例如,用戶輸入“把這張照片中的咖啡杯移到桌子右邊,並調亮整體色調”,Emu3.5不僅能精準識別對象與背景,還能分步執行移動、光照調整等複合操作,確保每一步輸出都符合物理邏輯與視覺一致性。
具身智能初顯:跨場景操作能力全面升級
在實測中,Emu3.5展現出強大的跨模態泛化與具身操作能力:
文圖協同生成:根據複雜描述(如“賽博朋克風格的雨夜街道,霓虹燈反射在積水路面”)生成高細節圖像;
智能圖像編輯:支持語義級修改(如“更換人物服裝風格爲復古西裝”),無需手動選區;
時空動態推理:可對視頻幀序列進行連貫編輯,如“讓奔跑的角色突然停下並轉身”。
這種能力使其在機器人控制、虛擬助手、智能設計等需“感知-決策-執行”閉環的場景中潛力巨大。
多模態融合新範式:打破信息孤島
不同於早期多模態模型僅做特徵對齊,Emu3.5將文本、視覺、動作等模態統一編碼爲可預測的狀態流,實現真正意義上的跨模態自由切換與協同推理。科研人員可藉此高效處理異構數據,普通用戶則能通過自然語言完成以往需專業軟件才能實現的創作任務。

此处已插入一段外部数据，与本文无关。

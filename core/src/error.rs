use std::error::Error as StdError;

use scriptlink_common::network::range::PortRange;
use thiserror::Error;

pub type BoxError = Box<dyn StdError + Send + Sync + 'static>;

#[derive(Debug, Error)]
pub enum ExecError {
    /// No port in range answered with the sentinel.
    #[error(
        "Could not locate HTTP server on ports {range}. Last error: {}",
        .last_error.as_deref().unwrap_or("none")
    )]
    DiscoveryExhausted {
        range: PortRange,
        last_error: Option<String>,
    },

    /// A probe or the dispatch got no response at all.
    #[error("request to {url} failed")]
    Transport {
        url: String,
        #[source]
        source: BoxError,
    },

    /// The server answered the dispatch with a non-success status.
    #[error("HTTP {status}: {body}")]
    ServerRejected { status: u16, body: String },

    #[error("scan of ports {range} was cancelled")]
    Cancelled { range: PortRange },

    #[error("failed to initialise HTTP client")]
    HttpClient(#[source] BoxError),
}

impl ExecError {
    pub fn transport(url: impl Into<String>, source: impl Into<BoxError>) -> Self {
        Self::Transport {
            url: url.into(),
            source: source.into(),
        }
    }

    /// One-line message including every underlying cause.
    pub fn summary(&self) -> String {
        flatten(self)
    }
}

/// Joins an error and all of its sources with `": "`.
pub fn flatten(err: &(dyn StdError + 'static)) -> String {
    let mut message: String = err.to_string();
    let mut source: Option<&(dyn StdError + 'static)> = err.source();
    while let Some(cause) = source {
        let text: String = cause.to_string();
        if !message.ends_with(&text) {
            message.push_str(": ");
            message.push_str(&text);
        }
        source = cause.source();
    }
    message
}

// ╔════════════════════════════════════════════╗
// ║ ████████╗███████╗███████╗████████╗███████╗ ║
// ║ ╚══██╔══╝██╔════╝██╔════╝╚══██╔══╝██╔════╝ ║
// ║    ██║   █████╗  ███████╗   ██║   ███████╗ ║
// ║    ██║   ██╔══╝  ╚════██║   ██║   ╚════██║ ║
// ║    ██║   ███████╗███████║   ██║   ███████║ ║
// ║    ╚═╝   ╚══════╝╚══════╝   ╚═╝   ╚══════╝ ║
// ╚════════════════════════════════════════════╝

智源表示,Emu3.5將率先應用於教育(智能課件生成)、醫療(多模態病歷分析)、娛樂(AI導演)等領域,並持續開源部分能力,推動多模態生態發展。
結語:從“理解世界”到“操作世界”
Emu3.5的發佈,不僅是技術參數的升級,更是AI角色定位的轉變——從被動響應的“工具”,進化爲主動規劃的“協作者”。當模型開始預測“下一步會發生什麼”,它便真正踏上了通往通用智能的道路。而智源,正以NSP架構爲支點,撬動多模態AI的下一個爆發點。